Wherever the string "shared" shows up in the data below, copy the whole line.

+---+

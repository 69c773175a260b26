//! Common types and utilities for the gti generic type inference engine.
//!
//! This crate provides the pieces shared by the solver and its front ends:
//! - Name interning (`Atom`, `NameTable`)
//! - Engine limits and thresholds
//! - Runtime options (`InferenceOptions`)

// Name interning for class and type-parameter names
pub mod interner;
pub use interner::{Atom, NameTable};

// Centralized limits and thresholds
pub mod limits;

// Runtime configuration
pub mod options;
pub use options::InferenceOptions;
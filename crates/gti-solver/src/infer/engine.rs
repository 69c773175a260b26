//! The inference engine: session storage and the reduce / incorporate
//! plumbing shared by every phase.
//!
//! Sessions live in a slot vector indexed by `SessionId`. Every operation
//! looks its session up by id, so an outer session can be reached from an
//! inner one (and vice versa) without aliasing mutable references. Released
//! slots go on a free list and are handed out again by `new_session`.

use super::bound::{Relation, TypeBound};
use super::constraint::{Constraint, ConstraintRelation};
use super::incorporate::incorporate;
use super::reduce::TypeReducer;
use super::session::{InferenceSession, ResolvedInvocation, SessionCheckpoint, SessionId};
use super::variable::{VariableMap, new_variable};
use crate::db::TypeDatabase;
use crate::error::InferenceError;
use crate::expr::{ExprArena, ExprId};
use crate::types::{MethodId, TypeData, TypeId};
use gti_common::InferenceOptions;
use rustc_hash::FxHashMap;
use tracing::{debug, trace};

pub struct InferenceEngine<'a> {
    pub(crate) db: &'a dyn TypeDatabase,
    pub(crate) exprs: &'a ExprArena,
    pub(crate) options: InferenceOptions,
    pub(crate) sessions: Vec<Option<InferenceSession>>,
    free_slots: Vec<u32>,
    pub(crate) results: FxHashMap<ExprId, ResolvedInvocation>,
    /// Current nesting of invocation resolution.
    pub(crate) depth: u32,
}

impl<'a> InferenceEngine<'a> {
    pub fn new(db: &'a dyn TypeDatabase, exprs: &'a ExprArena, options: InferenceOptions) -> Self {
        InferenceEngine {
            db,
            exprs,
            options,
            sessions: Vec::new(),
            free_slots: Vec::new(),
            results: FxHashMap::default(),
            depth: 0,
        }
    }

    pub fn db(&self) -> &'a dyn TypeDatabase {
        self.db
    }

    pub fn exprs(&self) -> &'a ExprArena {
        self.exprs
    }

    pub fn options(&self) -> &InferenceOptions {
        &self.options
    }

    pub fn session(&self, id: SessionId) -> Result<&InferenceSession, InferenceError> {
        self.sessions
            .get(id.0 as usize)
            .and_then(Option::as_ref)
            .ok_or(InferenceError::UnknownSession { id: id.0 })
    }

    pub(crate) fn session_mut(&mut self, id: SessionId) -> Result<&mut InferenceSession, InferenceError> {
        self.sessions
            .get_mut(id.0 as usize)
            .and_then(Option::as_mut)
            .ok_or(InferenceError::UnknownSession { id: id.0 })
    }

    /// Number of live sessions.
    pub fn live_sessions(&self) -> usize {
        self.sessions.iter().filter(|s| s.is_some()).count()
    }

    /// The recorded result for an invocation site.
    pub fn resolved(&self, site: ExprId) -> Option<&ResolvedInvocation> {
        self.results.get(&site)
    }

    pub fn results(&self) -> impl Iterator<Item = (&ExprId, &ResolvedInvocation)> {
        self.results.iter()
    }

    /// Drop a session whose result has been consumed. Its id may be reused
    /// by a later session.
    pub fn release_session(&mut self, id: SessionId) {
        if let Some(slot) = self.sessions.get_mut(id.0 as usize)
            && slot.take().is_some()
        {
            self.free_slots.push(id.0);
            trace!(session = %id, "release session");
        }
    }

    /// Release `id` and every session nested under it.
    pub(crate) fn release_tree(&mut self, id: SessionId) {
        let nested: Vec<SessionId> = self
            .session(id)
            .map(|s| s.nested.iter().map(|&(_, n)| n).collect())
            .unwrap_or_default();
        for n in nested {
            self.release_tree(n);
        }
        self.release_session(id);
    }

    /// Create a session for invoking `method` at `site`.
    ///
    /// The initial bound set has `α <: Bθ` for each declared bound `B` of a
    /// type parameter (`α <: Object` when there is none), `throws α` for
    /// type parameters named in the throws clause, and `α = A` for explicit
    /// type arguments.
    pub fn new_session(
        &mut self,
        site: ExprId,
        method: MethodId,
        explicit_type_args: &[TypeId],
        outer: Option<SessionId>,
    ) -> Result<SessionId, InferenceError> {
        let db = self.db;
        let sig = db
            .method_sig(method)
            .ok_or_else(|| InferenceError::IncompleteInformation {
                missing: format!("method {}", method.0),
            })?;
        if !explicit_type_args.is_empty() && explicit_type_args.len() != sig.type_params.len() {
            return Err(InferenceError::ArityMismatch {
                expected: sig.type_params.len(),
                actual: explicit_type_args.len(),
            });
        }
        let args = self
            .exprs
            .invocation_of(site)
            .map(|inv| inv.args.clone())
            .unwrap_or_default();

        let id = SessionId(self.free_slots.pop().unwrap_or(self.sessions.len() as u32));
        let mut session = InferenceSession::new(id, site, method, sig.clone(), args, outer);
        session.explicit_type_args = explicit_type_args.to_vec();
        session.variables = sig
            .type_params
            .iter()
            .map(|&p| new_variable(db, Some(p), site))
            .collect();
        session.theta = VariableMap::new(db, &sig.type_params, &session.variables);

        for (var, &param) in session.variables.iter().zip(sig.type_params.iter()) {
            session.bounds.register(var.ty);
            for declared in db.type_param_bounds(param) {
                let upper = session.theta.substitute(db, declared);
                if let Some(b) = TypeBound::new(db, var.ty, Relation::Subtype, upper) {
                    session.bounds.add_bound(db, b, false);
                }
            }
        }
        for &thrown in &sig.thrown {
            if let Some(TypeData::TypeParameter(p)) = db.lookup(thrown)
                && sig.type_params.contains(&p)
            {
                let var = session.theta.substitute(db, thrown);
                session.bounds.add_throws(var);
            }
        }
        for (var, &arg) in session.variables.iter().zip(explicit_type_args.iter()) {
            if let Some(b) = TypeBound::new(db, var.ty, Relation::Same, arg) {
                session.bounds.add_bound(db, b, false);
            }
        }

        debug!(
            session = %id,
            site = site.0,
            method = method.0,
            vars = session.variables.len(),
            outer = ?outer,
            "new inference session"
        );
        match self.sessions.get_mut(id.0 as usize) {
            Some(slot) => *slot = Some(session),
            None => self.sessions.push(Some(session)),
        }
        Ok(id)
    }

    pub(crate) fn checkpoint(&self, id: SessionId) -> Result<SessionCheckpoint, InferenceError> {
        Ok(self.session(id)?.checkpoint())
    }

    pub(crate) fn restore(&mut self, id: SessionId, checkpoint: SessionCheckpoint) -> Result<(), InferenceError> {
        let abandoned = self.session_mut(id)?.restore(checkpoint);
        for nested in abandoned {
            self.release_tree(nested);
        }
        Ok(())
    }

    pub(crate) fn push_constraint(&mut self, id: SessionId, constraint: Constraint) -> Result<(), InferenceError> {
        self.session_mut(id)?.pending.push_back(constraint);
        Ok(())
    }

    /// Reduce pending constraints until the queue is empty. Reduction may
    /// append to the queue.
    pub(crate) fn reduce_pending(&mut self, id: SessionId) -> Result<(), InferenceError> {
        self.drain_inbox(id)?;
        while let Some(constraint) = self.session_mut(id)?.pending.pop_front() {
            self.reduce_constraint(id, constraint)?;
        }
        Ok(())
    }

    pub(crate) fn reduce_constraint(&mut self, id: SessionId, constraint: Constraint) -> Result<(), InferenceError> {
        match constraint {
            Constraint::Type {
                left,
                relation,
                right,
                soft,
            } => self.reduce_types(id, left, relation, right, soft),
            Constraint::Expression { expr, target, soft } => {
                self.reduce_expression(id, expr, target, soft)
            }
            Constraint::Exception { expr, target, .. } => self.reduce_exception(id, expr, target),
        }
    }

    /// Reduce a type formula straight into the session's bound set.
    pub(crate) fn reduce_types(
        &mut self,
        id: SessionId,
        left: TypeId,
        relation: ConstraintRelation,
        right: TypeId,
        soft: bool,
    ) -> Result<(), InferenceError> {
        let db = self.db;
        let mut reducer = TypeReducer::new(db, &self.options);
        let mut out = Vec::new();
        let result = reducer.reduce(left, relation, right, &mut out);
        let session = self
            .sessions
            .get_mut(id.0 as usize)
            .and_then(Option::as_mut)
            .ok_or(InferenceError::UnknownSession { id: id.0 })?;
        session.flags |= reducer.flags;
        for name in reducer.missing {
            if !session.missing.contains(&name) {
                session.missing.push(name);
            }
        }
        if let Err(err) = result {
            debug!(session = %id, error = %err.describe(db), "reduction failed");
            return Err(err);
        }
        for bound in out {
            session.bounds.add_bound(db, bound, soft);
        }
        Ok(())
    }

    pub(crate) fn incorporate_session(&mut self, id: SessionId) -> Result<(), InferenceError> {
        self.drain_inbox(id)?;
        let db = self.db;
        let session = self
            .sessions
            .get_mut(id.0 as usize)
            .and_then(Option::as_mut)
            .ok_or(InferenceError::UnknownSession { id: id.0 })?;
        let flags = incorporate(db, &self.options, &mut session.bounds)?;
        session.flags |= flags;
        Ok(())
    }

    /// Nesting guard shared by invocation resolution and poly reduction.
    pub(crate) fn enter_nested(&mut self) -> Result<(), InferenceError> {
        if self.depth >= self.options.max_nested_depth {
            return Err(InferenceError::NestingTooDeep {
                depth: self.options.max_nested_depth,
            });
        }
        self.depth += 1;
        Ok(())
    }

    pub(crate) fn leave_nested(&mut self) {
        self.depth = self.depth.saturating_sub(1);
    }
}

#[cfg(test)]
#[path = "../../tests/session_tests.rs"]
mod tests;
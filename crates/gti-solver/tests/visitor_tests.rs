use super::*;
use crate::fixtures::World;

#[test]
fn test_children_of_each_shape() {
    let w = World::new();
    let fun = w.ty(w.function, &[TypeId::STRING, TypeId::INTEGER]);
    let mut seen = Vec::new();
    for_each_child(&w.db, fun, |c| seen.push(c));
    assert_eq!(seen, vec![TypeId::STRING, TypeId::INTEGER]);

    seen.clear();
    for_each_child(&w.db, w.db.array(fun), |c| seen.push(c));
    assert_eq!(seen, vec![fun]);

    seen.clear();
    for_each_child(&w.db, w.db.wildcard(Wildcard::Unbounded), |c| seen.push(c));
    assert!(seen.is_empty());
}

#[test]
fn test_collects_variables_in_order() {
    let w = World::new();
    let a = w.db.fresh_inference_var(None);
    let b = w.db.fresh_inference_var(None);
    let ty = w.ty(w.function, &[w.list_of_ty(b), w.db.wildcard(Wildcard::Extends(a))]);
    let vars: Vec<TypeId> = inference_vars_of(&w.db, ty).into_iter().collect();
    assert_eq!(vars, vec![b, a]);

    let mut out = IndexSet::new();
    collect_inference_vars(&w.db, w.db.array(a), &mut out);
    collect_inference_vars(&w.db, b, &mut out);
    assert_eq!(out.into_iter().collect::<Vec<_>>(), vec![a, b]);
}

#[test]
fn test_properness_and_mentions() {
    let w = World::new();
    let a = w.db.fresh_inference_var(None);
    let list_a = w.list_of_ty(a);
    assert!(!is_proper(&w.db, list_a));
    assert!(is_proper(&w.db, w.list_of_ty(TypeId::STRING)));
    assert!(mentions(&w.db, list_a, a));
    assert!(!mentions(&w.db, TypeId::STRING, a));

    // Captures are opaque even when they stand for a variable.
    let cap = w.db.fresh_capture(a);
    assert!(is_proper(&w.db, w.list_of_ty(cap)));
}

#[test]
fn test_type_parameter_and_wildcard_detection() {
    let w = World::new();
    let p = w.db.declare_type_param("T");
    let t = w.db.type_param(p);
    assert!(contains_type_parameters(&w.db, w.db.array(w.list_of_ty(t))));
    assert!(!contains_type_parameters(&w.db, w.list_of_ty(TypeId::STRING)));
    assert!(contains_wildcards(&w.db, w.list_of_ty(w.db.wildcard(Wildcard::Unbounded))));
    assert!(!contains_wildcards(&w.db, w.list_of_ty(t)));
    assert!(contains_type_matching(&w.db, w.list_of_ty(TypeId::INTEGER), &mut |ty, _| {
        ty == TypeId::INTEGER
    }));
}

+---+

# Answer for the task
//! This crate provides the pieces shared by the solver and its front ends:
//! plumbing shared by every phase.
    /// Nesting guard shared by invocation resolution and poly reduction.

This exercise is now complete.